Research this topic
Explore the main themes, entities and connections around ImageJ. Start with the topic map, then use the sections below for research and deeper semantic analysis.
Explore this topic
Start with a few of the strongest sections from the source topic. These are research directions, not a list of keywords you must use.
Features
History
Overview
Key facts & relationships
High-confidence facts extracted from structured source data. Use them as anchors for further research.
- Developer
- Wayne Rasband (retired from NIH)
- License
- Public Domain, BSD-2
- Operating system
- Any (Java-based)
- Repository
- github.com/imagej/ImageJ
- Stable release
- 1.54r / 25 September 2025
- Type
- Image processing
Topics to explore
A structured outline of related entities, concepts and subtopics. Open any item to build a new map centered on it.Browse the full topic structure. Each item opens a new analysis centered on that subject.
Overview
- Java Java (programming language)
- Image processing
- NIH National Institutes of Health
- Public domain
- SciJava SciJava?action=edit&redlink=1
- ImgLib2 ImgLib2?action=edit&redlink=1
- SCIFIO SCIFIO?action=edit&redlink=1
- BSD-2 license BSD licenses
- Open architecture
- Extensibility
- Plugins Plug-in (computing)
- Radiological Radiology
- Hematology
- Applet
- Virtual machine
- Microsoft Windows
- Classic Mac OS
- MacOS
- Linux
- Sharp Zaurus PDA Sharp Zaurus
- Source code
- National Institute of Mental Health
Features
- 8-bit color Indexed color
- 16-bit integer 64-bit color
- 32-bit floating point High dynamic range imaging
- Image file formats
- TIFF Tag Image File Format
- PNG Portable Network Graphics
- GIF
- JPEG
- BMP BMP file format
- DICOM
- FITS
- Multithreaded Multithreading (computer architecture)
- Histograms Histogram
- Line profile plots Line chart
- Convolution
- Fourier analysis
- Smoothing
- Median filtering Median filter
- Geometric transformations Affine transformation
- Scaling Image scaling
History
- Object Pascal
- Macintosh
- OS X
- Image SXM
- Ported Porting
- Multi-aperture differential photometry Aperture photometry
- Exoplanet
- Transit modeling Transit method
Advanced semantic analysis
Deeper signals for content research, entity SEO and topical coverage. The plain-language headings explain what each technical view is useful for.
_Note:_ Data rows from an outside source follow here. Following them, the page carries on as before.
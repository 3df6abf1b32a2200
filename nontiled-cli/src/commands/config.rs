//! Configuration file CLI commands.
//!
//! Provides `config path` and `config show` for locating the config file and
//! printing the layer settings it resolves to.

use std::path::Path;

use clap::Subcommand;
use nontiled::config::default_config_path;
use nontiled::provider::ResourceUrlProvider;

use super::common::load_settings;
use crate::error::CliError;

/// Config subcommands.
#[derive(Debug, Subcommand)]
pub enum ConfigCommands {
    /// Show the default configuration file path
    Path,

    /// Print the effective layer settings
    Show,
}

/// Run a config subcommand.
pub fn run(command: ConfigCommands, config_path: Option<&Path>) -> Result<(), CliError> {
    match command {
        ConfigCommands::Path => run_path(),
        ConfigCommands::Show => run_show(config_path),
    }
}

fn run_path() -> Result<(), CliError> {
    match default_config_path() {
        Some(path) => {
            let status = if path.exists() { "" } else { " (not created)" };
            println!("{}{}", path.display(), status);
        }
        None => println!("(no configuration directory on this platform)"),
    }
    Ok(())
}

fn run_show(config_path: Option<&Path>) -> Result<(), CliError> {
    let settings = load_settings(config_path)?;
    let layer = &settings.layer;

    println!("[layer]");
    println!("opacity = {}", layer.opacity);
    println!("min_zoom = {}", layer.min_zoom);
    println!("max_zoom = {}", layer.max_zoom);
    println!(
        "bounds = {},{},{},{}",
        layer.bounds.south, layer.bounds.west, layer.bounds.north, layer.bounds.east
    );
    match layer.z_index {
        Some(z) => println!("z_index = {}", z),
        None => println!("z_index = (host default)"),
    }
    match layer.use_canvas {
        Some(canvas) => println!("use_canvas = {}", canvas),
        None => println!("use_canvas = auto"),
    }
    println!("detect_retina = {}", layer.detect_retina);
    if let Some(cross_origin) = layer.cross_origin {
        println!("cross_origin = {}", cross_origin.as_str());
    }
    if !layer.attribution.is_empty() {
        println!("attribution = {}", layer.attribution);
    }

    println!();
    match settings.wms {
        Some(wms) => {
            println!("[wms]");
            println!("provider = {}", wms.name());
            println!("crs = {}", wms.crs().code());
            if let Some(layers) = wms.param("layers") {
                println!("layers = {}", layers);
            }
        }
        None => println!("(no [wms] section)"),
    }
    Ok(())
}
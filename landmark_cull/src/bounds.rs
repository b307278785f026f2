// Copyright 2025 the Landmark Map Authors
// SPDX-License-Identifier: Apache-2.0 OR MIT

use core::fmt;

use kurbo::{Point, Rect};

/// Fraction of the viewport width/height kept around the visible rectangle.
///
/// Entities inside the expanded rectangle stay mounted so they do not pop in
/// while the map is being panned.
pub const DEFAULT_BUFFER_RATIO: f64 = 0.2;

/// Axis-aligned viewport rectangle in map coordinates.
///
/// The map uses a planar grid rather than real geography: `north`/`south`
/// bound the `y` axis and `east`/`west` bound the `x` axis. A well-formed
/// rectangle has `north >= south` and `east >= west`.
#[derive(Clone, Copy, Debug, PartialEq)]
pub struct ViewportBounds {
    /// Largest `y` value in view.
    pub north: f64,
    /// Smallest `y` value in view.
    pub south: f64,
    /// Largest `x` value in view.
    pub east: f64,
    /// Smallest `x` value in view.
    pub west: f64,
}

impl ViewportBounds {
    /// Creates bounds from the four edges.
    #[must_use]
    pub const fn new(north: f64, south: f64, east: f64, west: f64) -> Self {
        Self {
            north,
            south,
            east,
            west,
        }
    }

    /// Creates bounds from the south-west and north-east corners.
    ///
    /// This matches how map widgets usually report their extent.
    #[must_use]
    pub fn from_corners(south_west: Point, north_east: Point) -> Self {
        Self::new(north_east.y, south_west.y, north_east.x, south_west.x)
    }

    /// Extent along the `x` axis (`east - west`).
    #[must_use]
    pub fn width(&self) -> f64 {
        self.east - self.west
    }

    /// Extent along the `y` axis (`north - south`).
    #[must_use]
    pub fn height(&self) -> f64 {
        self.north - self.south
    }

    /// Returns `true` if all edges are finite and the rectangle is not inverted.
    #[must_use]
    pub fn is_well_formed(&self) -> bool {
        self.north.is_finite()
            && self.south.is_finite()
            && self.east.is_finite()
            && self.west.is_finite()
            && self.north >= self.south
            && self.east >= self.west
    }

    /// Returns these bounds grown by `ratio` of their own height and width on
    /// every side.
    ///
    /// A ratio of `0.2` on a `100 x 100` rectangle yields a `140 x 140`
    /// rectangle sharing the same center. Negative or non-finite ratios are
    /// treated as `0.0`.
    #[must_use]
    pub fn buffered(&self, ratio: f64) -> Self {
        let ratio = sanitize_ratio(ratio);
        let lat_buffer = self.height() * ratio;
        let lng_buffer = self.width() * ratio;
        Self {
            north: self.north + lat_buffer,
            south: self.south - lat_buffer,
            east: self.east + lng_buffer,
            west: self.west - lng_buffer,
        }
    }

    /// Returns `true` if `pt` lies inside the rectangle or on any of its edges.
    ///
    /// Unlike [`Rect::contains`], which excludes the maximum edges, this test
    /// is inclusive on all four sides.
    #[inline]
    #[must_use]
    pub fn contains(&self, pt: Point) -> bool {
        pt.y >= self.south && pt.y <= self.north && pt.x >= self.west && pt.x <= self.east
    }

    /// Returns the same rectangle as a [`Rect`] (`x0 = west`, `y0 = south`).
    #[must_use]
    pub fn to_rect(&self) -> Rect {
        Rect::new(self.west, self.south, self.east, self.north)
    }

    /// Creates bounds from a [`Rect`], normalizing inverted rectangles.
    #[must_use]
    pub fn from_rect(rect: Rect) -> Self {
        let rect = rect.abs();
        Self::new(rect.y1, rect.y0, rect.x1, rect.x0)
    }
}

impl From<Rect> for ViewportBounds {
    fn from(rect: Rect) -> Self {
        Self::from_rect(rect)
    }
}

impl From<ViewportBounds> for Rect {
    fn from(bounds: ViewportBounds) -> Self {
        bounds.to_rect()
    }
}

pub(crate) fn sanitize_ratio(ratio: f64) -> f64 {
    if ratio.is_finite() && ratio > 0.0 {
        ratio
    } else {
        0.0
    }
}

/// Reason a [`BoundsSource`] could not report its viewport.
#[derive(Clone, Copy, Debug, PartialEq, Eq)]
pub enum BoundsUnavailable {
    /// The widget has not been laid out or initialized yet.
    NotReady,
    /// The widget reported an inverted or non-finite rectangle.
    Degenerate,
    /// The widget failed while computing its bounds.
    Widget(&'static str),
}

impl fmt::Display for BoundsUnavailable {
    fn fmt(&self, f: &mut fmt::Formatter<'_>) -> fmt::Result {
        match self {
            Self::NotReady => f.write_str("map viewport is not ready"),
            Self::Degenerate => f.write_str("map viewport bounds are degenerate"),
            Self::Widget(reason) => write!(f, "map widget failed to report bounds: {reason}"),
        }
    }
}

impl core::error::Error for BoundsUnavailable {}

/// Anything that can report the current viewport rectangle.
///
/// Map widgets implement this. Reading bounds may fail while the widget is
/// still initializing; callers in this crate treat every failure as "bounds
/// unavailable" and fall back to showing everything.
pub trait BoundsSource {
    /// Returns the rectangle currently visible in the widget.
    fn viewport_bounds(&self) -> Result<ViewportBounds, BoundsUnavailable>;
}

impl<S: BoundsSource + ?Sized> BoundsSource for &S {
    fn viewport_bounds(&self) -> Result<ViewportBounds, BoundsUnavailable> {
        (**self).viewport_bounds()
    }
}

impl BoundsSource for ViewportBounds {
    fn viewport_bounds(&self) -> Result<ViewportBounds, BoundsUnavailable> {
        if self.is_well_formed() {
            Ok(*self)
        } else {
            Err(BoundsUnavailable::Degenerate)
        }
    }
}

#[cfg(test)]
mod tests {
    use kurbo::{Point, Rect};

    use super::{BoundsSource, BoundsUnavailable, ViewportBounds};

    #[test]
    fn buffered_grows_every_side_by_ratio() {
        let b = ViewportBounds::new(100.0, 0.0, 100.0, 0.0).buffered(0.2);
        assert_eq!(b, ViewportBounds::new(120.0, -20.0, 120.0, -20.0));
    }

    #[test]
    fn buffered_uses_each_axis_extent() {
        let b = ViewportBounds::new(50.0, 0.0, 200.0, 0.0).buffered(0.1);
        assert!((b.north - 55.0).abs() < 1e-9);
        assert!((b.south + 5.0).abs() < 1e-9);
        assert!((b.east - 220.0).abs() < 1e-9);
        assert!((b.west + 20.0).abs() < 1e-9);
    }

    #[test]
    fn negative_or_nan_ratio_is_ignored() {
        let b = ViewportBounds::new(10.0, 0.0, 10.0, 0.0);
        assert_eq!(b.buffered(-1.0), b);
        assert_eq!(b.buffered(f64::NAN), b);
    }

    #[test]
    fn contains_is_inclusive_on_all_edges() {
        let b = ViewportBounds::new(10.0, 0.0, 10.0, 0.0);
        for pt in [
            Point::new(0.0, 0.0),
            Point::new(10.0, 10.0),
            Point::new(0.0, 10.0),
            Point::new(10.0, 0.0),
            Point::new(5.0, 5.0),
        ] {
            assert!(b.contains(pt), "{pt:?} should be inside");
        }
        assert!(!b.contains(Point::new(10.000_001, 5.0)));
        assert!(!b.contains(Point::new(5.0, -0.000_001)));
        // Rect::contains excludes the max edges; make sure we do not.
        assert!(!b.to_rect().contains(Point::new(10.0, 10.0)));
    }

    #[test]
    fn rect_roundtrip_keeps_axes() {
        let b = ViewportBounds::from_corners(Point::new(-5.0, 1.0), Point::new(7.0, 9.0));
        assert_eq!(b, ViewportBounds::new(9.0, 1.0, 7.0, -5.0));
        let r: Rect = b.into();
        assert_eq!(r, Rect::new(-5.0, 1.0, 7.0, 9.0));
        assert_eq!(ViewportBounds::from(Rect::new(7.0, 9.0, -5.0, 1.0)), b);
    }

    #[test]
    fn inverted_bounds_are_reported_as_degenerate() {
        let b = ViewportBounds::new(0.0, 10.0, 10.0, 0.0);
        assert!(!b.is_well_formed());
        assert_eq!(b.viewport_bounds(), Err(BoundsUnavailable::Degenerate));
    }
}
Map overview Semantic statistics
Number of nodes, edges, triples, density and central hubs. Use it to gauge the size and connectivity of the map.ImageJ
How this topic connects Entity context
Quick relationship hints grouped by predicate. Useful for spotting recurring semantic connections around the current entity.See the strongest relationship patterns around the current topic before diving into the raw triples.
ImageJ
Top relations
Important terminology Word statistics
Frequent words and multi-word phrases across the lead, headings, infobox and body. Useful for terminology coverage.Use these terms to understand the vocabulary surrounding the topic, not as a checklist for keyword stuffing.
Important terminology
image processing developed java analysis software plugins available images program built-in nih aij data development national health architecture imagej's downloadable
Entity relationships Subject–Predicate–Object triples
Extracted RDF-like relationships with confidence and source. The table includes structured facts and lower-confidence contextual relations.| Subject | Predicate | Object | Confidence | Src |
|---|---|---|---|---|
| ImageJ | Developer | Wayne Rasband (retired from NIH) | 1.00 | infobox |
| ImageJ | License | Public Domain, BSD-2 | 1.00 | infobox |
| ImageJ | Operating system | Any (Java-based) | 1.00 | infobox |
| ImageJ | Repository | github.com/imagej/ImageJ | 1.00 | infobox |
| ImageJ | Stable release | 1.54r / 25 September 2025 | 1.00 | infobox |
| ImageJ | Type | Image processing | 1.00 | infobox |
| ImageJ | Website | imagej.net | 1.00 | infobox |
| ImageJ | is a | Java-based image processing program developed at the National Institutes of Health and the Laboratory for Optical and Computational Instrumentation | 0.90 | text |
| logical | instance of | It supports standard image processing functions | 0.80 | text |
| arithmetical operations between images | instance of | It supports standard image processing functions | 0.80 | text |
| contrast manipulation | instance of | It supports standard image processing functions | 0.80 | text |
| convolution | instance of | It supports standard image processing functions | 0.80 | text |
Related concept clusters Concept neighborhoods
Clusters of nearby vocabulary surrounding the topic. Scan them for adjacent concepts and language you may have missed.These clusters group vocabulary that occurs around closely connected concepts in the source material.
Connections between topic areas Semantic bridges
Bridge nodes connect otherwise separate parts of the map. Expand a row to inspect the topic groups on each side.Bridges can reveal useful research angles that are easy to miss in a flat list of related terms.